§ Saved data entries
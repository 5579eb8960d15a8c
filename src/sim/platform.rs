//! Simulated platform bring-up.

use std::sync::Arc;

use crate::core::{Config, FatalHalt, Platform};
use crate::hal::{Indicator, PlatformClock};

use super::SimCanDriver;

/// Initializes the simulated CAN driver from `cfg` and assembles a [`Platform`].
///
/// Returns the platform together with the concrete driver so the caller can
/// drive simulated traffic. If the driver rejects the configuration, the
/// process enters [`FatalHalt`] on `indicator` and this future never resolves.
pub async fn init_platform_or_halt(
    cfg: &Config,
    clock: Arc<dyn PlatformClock>,
    indicator: Arc<dyn Indicator>,
) -> (Platform, Arc<SimCanDriver>) {
    let can = match SimCanDriver::init(cfg.can_bitrate, cfg.can_interfaces) {
        Ok(can) => can,
        Err(e) => {
            let halt = FatalHalt::new(indicator, cfg.blink_half_period);
            match halt.enter(e.code(), e.as_label()).await {}
        }
    };
    let platform = Platform {
        transport: can.clone(),
        clock,
        indicator,
    };
    (platform, can)
}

§ TASK REQUIREMENTS
The answer should be the entries, given again without a single difference.

§ WRITTEN ANSWER
repository 5579eb8960d15a8c
filename src/sim/platform.rs
//! Simulated platform bring-up.

use std::sync::Arc;

use crate::core::{Config, FatalHalt, Platform};
use crate::hal::{Indicator, PlatformClock};

use super::SimCanDriver;

/// Initializes the simulated CAN driver from `cfg` and assembles a [`Platform`].
///
/// Returns the platform together with the concrete driver so the caller can
/// drive simulated traffic. If the driver rejects the configuration, the
/// process enters [`FatalHalt`] on `indicator` and this future never resolves.
pub async fn init_platform_or_halt(
    cfg: &Config,
    clock: Arc<dyn PlatformClock>,
    indicator: Arc<dyn Indicator>,
) -> (Platform, Arc<SimCanDriver>) {
    let can = match SimCanDriver::init(cfg.can_bitrate, cfg.can_interfaces) {
        Ok(can) => can,
        Err(e) => {
            let halt = FatalHalt::new(indicator, cfg.blink_half_period);
            match halt.enter(e.code(), e.as_label()).await {}
        }
    };
    let platform = Platform {
        transport: can.clone(),
        clock,
        indicator,
    };
    (platform, can)
}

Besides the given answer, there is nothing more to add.